▸ Your goal
Nothing outside the range is wanted. Repeat exactly the lines below from the one with "absent or empty." through the one with "let email = lookup(EMAIL_VAR).filter(|v|".

Records from a data collection
-*-

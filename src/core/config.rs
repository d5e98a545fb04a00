use std::env;
use std::path::PathBuf;
use std::time::Duration;

use url::Url;

use crate::errors::OtfError;
use crate::features::profile::HandlerProfile;

pub const DEFAULT_API_BASE_URL: &str = "https://api.orangetheory.co";
pub const DEFAULT_IO_BASE_URL: &str = "https://api.orangetheory.io";
pub const DEFAULT_COGNITO_REGION: &str = "us-east-1";
pub const DEFAULT_COGNITO_CLIENT_ID: &str = "1457d19r0pcjgmp5agooi0rb1b";
pub const DEFAULT_HTTP_TIMEOUT_SECS: u64 = 30;
pub const DEFAULT_STUDIO_SEARCH_RADIUS_MILES: u32 = 50;

pub const EMAIL_VAR: &str = "OTF_EMAIL";
pub const PASSWORD_VAR: &str = "OTF_PASSWORD";

/// Start-up configuration, read once per process.
#[derive(Debug, Clone)]
pub struct AppConfig {
    pub profile: HandlerProfile,
    pub api_base_url: Url,
    pub io_base_url: Url,
    pub cognito_region: String,
    pub cognito_client_id: String,
    pub http_timeout: Duration,
    pub studio_search_radius_miles: u32,
}

impl AppConfig {
    /// # Errors
    ///
    /// Returns a `VAR: reason` message for the first variable that fails to parse.
    pub fn from_env() -> Result<Self, String> {
        Self::from_lookup(|name| env::var(name).ok())
    }

    /// Builds the config from an arbitrary variable source. Empty values count as unset.
    ///
    /// # Errors
    ///
    /// Returns a `VAR: reason` message for an unknown profile, a malformed URL,
    /// or a non-numeric timeout or search radius.
    pub fn from_lookup<F>(lookup: F) -> Result<Self, String>
    where
        F: Fn(&str) -> Option<String>,
    {
        let get = |name: &str| lookup(name).filter(|v| !v.trim().is_empty());

        let profile = match get("OTF_PROFILE") {
            Some(name) => HandlerProfile::by_name(&name)
                .ok_or_else(|| format!("OTF_PROFILE: unknown profile '{name}'"))?,
            None => HandlerProfile::full(),
        };

        let api_base_url = parse_url(
            "OTF_API_BASE_URL",
            get("OTF_API_BASE_URL"),
            DEFAULT_API_BASE_URL,
        )?;
        let io_base_url =
            parse_url("OTF_IO_BASE_URL", get("OTF_IO_BASE_URL"), DEFAULT_IO_BASE_URL)?;

        let http_timeout_secs = get("OTF_HTTP_TIMEOUT_SECS")
            .map(|v| {
                v.parse::<u64>()
                    .map_err(|e| format!("OTF_HTTP_TIMEOUT_SECS: {e}"))
            })
            .transpose()?
            .unwrap_or(DEFAULT_HTTP_TIMEOUT_SECS);

        let studio_search_radius_miles = get("OTF_STUDIO_SEARCH_RADIUS_MILES")
            .map(|v| {
                v.parse::<u32>()
                    .map_err(|e| format!("OTF_STUDIO_SEARCH_RADIUS_MILES: {e}"))
            })
            .transpose()?
            .unwrap_or(DEFAULT_STUDIO_SEARCH_RADIUS_MILES);

        Ok(Self {
            profile,
            api_base_url,
            io_base_url,
            cognito_region: get("OTF_COGNITO_REGION")
                .unwrap_or_else(|| DEFAULT_COGNITO_REGION.to_string()),
            cognito_client_id: get("OTF_COGNITO_CLIENT_ID")
                .unwrap_or_else(|| DEFAULT_COGNITO_CLIENT_ID.to_string()),
            http_timeout: Duration::from_secs(http_timeout_secs),
            studio_search_radius_miles,
        })
    }
}

fn parse_url(name: &str, value: Option<String>, default: &str) -> Result<Url, String> {
    let raw = value.unwrap_or_else(|| default.to_string());
    Url::parse(&raw).map_err(|e| format!("{name}: {e}"))
}

/// Account credentials, read at request time.
#[derive(Clone)]
pub struct Credentials {
    pub email: String,
    pub password: String,
}

impl std::fmt::Debug for Credentials {
    fn fmt(&self, f: &mut std::fmt::Formatter<'_>) -> std::fmt::Result {
        f.debug_struct("Credentials")
            .field("email", &self.email)
            .field("password", &"<redacted>")
            .finish()
    }
}

impl Credentials {
    /// # Errors
    ///
    /// Returns `OtfError::MissingCredentials` if either variable is unset or empty.
    pub fn from_env() -> Result<Self, OtfError> {
        Self::from_lookup(|name| env::var(name).ok())
    }

    /// # Errors
    ///
    /// Returns `OtfError::MissingCredentials` if either value is absent or empty.
    pub fn from_lookup<F>(lookup: F) -> Result<Self, OtfError>
    where
        F: Fn(&str) -> Option<String>,
    {
        let email = lookup(EMAIL_VAR).filter(|v| !v.is_empty());
        let password = lookup(PASSWORD_VAR).filter(|v| !v.is_empty());

        match (email, password) {
            (Some(email), Some(password)) => Ok(Self { email, password }),
            _ => Err(OtfError::MissingCredentials),
        }
    }
}

/// Points `HOME` at a writable temporary directory.
///
/// Must run once from `main` before the async runtime or any client is created;
/// the Lambda sandbox only allows writes under the temp dir.
pub fn prepare_sandbox_home() -> PathBuf {
    let home = env::temp_dir();
    // SAFETY: called from `main` before any other thread is spawned.
    unsafe {
        env::set_var("HOME", &home);
    }
    home
}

-*-

▸ Result of this task
    /// Returns `OtfError::MissingCredentials` if either value is absent or empty.
    pub fn from_lookup<F>(lookup: F) -> Result<Self, OtfError>
    where
        F: Fn(&str) -> Option<String>,
    {
        let email = lookup(EMAIL_VAR).filter(|v| !v.is_empty());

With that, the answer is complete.